// SPDX-FileCopyrightText: 2025 Semiotic Labs
//
// SPDX-License-Identifier: Apache-2.0

//! Server state management module
//!
//! Shared application state: configuration, the table handler bound to the
//! upstream client, and the cancellation token for coordinated shutdown.

use std::{sync::Arc, time::Instant};

use api_client::{ApiClient, ConnectionStatus};
use blockchain_client::BlockchainClient;
use resolvers::BlockchainHandler;
use serde::{Deserialize, Serialize};
use tokio_util::sync::CancellationToken;
use utoipa::ToSchema;

use crate::{
    config::{Environment, ServerConfig},
    metrics,
};

/// Table handler served by this process
pub type TableHandler = BlockchainHandler<BlockchainClient>;

/// Shared application state with cancellation token support
#[derive(Debug, Clone)]
pub struct ServerState {
    config: ServerConfig,
    handler: Arc<TableHandler>,
    /// Cancellation token for coordinated shutdown
    pub cancellation_token: CancellationToken,
}

impl ServerState {
    /// Create new server state
    pub fn new(
        config: ServerConfig,
        handler: Arc<TableHandler>,
        cancellation_token: CancellationToken,
    ) -> Self {
        Self {
            config,
            handler,
            cancellation_token,
        }
    }

    /// Server configuration
    pub fn config(&self) -> &ServerConfig {
        &self.config
    }

    /// Table handler
    pub fn handler(&self) -> &TableHandler {
        &self.handler
    }

    /// Re-check the upstream and report service health
    ///
    /// The service itself is up whenever it can answer; an unreachable
    /// upstream degrades it.
    pub async fn health_check(&self) -> HealthCheck {
        let start = Instant::now();
        let connection = self.handler.check_connection().await;
        let elapsed = start.elapsed();

        metrics::observe_upstream_duration(
            "health",
            if connection.success { "success" } else { "error" },
            elapsed.as_secs_f64(),
        );

        let status = match &connection.error_message {
            None if connection.success => HealthStatus::Up,
            reason => HealthStatus::Degraded {
                reason: reason
                    .as_deref()
                    .unwrap_or("upstream unavailable")
                    .into(),
            },
        };

        HealthCheck {
            status,
            version: Box::from(env!("CARGO_PKG_VERSION")),
            environment: self.config.environment,
            timestamp: chrono::Utc::now().to_rfc3339(),
            upstream: UpstreamHealth {
                name: self.handler.client().name(),
                base_url: self.config.blockchain.base_url.to_string(),
                connection,
                response_time_ms: u64::try_from(elapsed.as_millis()).unwrap_or(u64::MAX),
            },
        }
    }
}

/// Health status of the service
#[derive(Debug, Serialize, Deserialize, PartialEq, Eq, ToSchema)]
pub enum HealthStatus {
    /// Service and upstream are operational
    Up,

    /// Service answers but the upstream check failed
    Degraded {
        /// Why the upstream check failed
        reason: Box<str>,
    },
}

/// Outcome of the upstream connection check
#[derive(Debug, Serialize, ToSchema)]
pub struct UpstreamHealth {
    /// Client identifier
    pub name: &'static str,
    /// Configured base URL
    pub base_url: String,
    /// Check result as reported to the host engine
    #[schema(value_type = Object)]
    pub connection: ConnectionStatus,
    /// Check round trip in milliseconds
    pub response_time_ms: u64,
}

/// Health check response
#[derive(Debug, Serialize, ToSchema)]
pub struct HealthCheck {
    /// Service status
    pub status: HealthStatus,
    /// Service version
    pub version: Box<str>,
    /// Environment
    pub environment: Environment,
    /// RFC 3339 timestamp
    pub timestamp: String,
    /// Upstream connection details
    pub upstream: UpstreamHealth,
}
────
• TASK INSTRUCTIONS
Search the data for the string "BlockchainClient" and say how many lines include it, giving only the number.

• FINAL ANSWER
2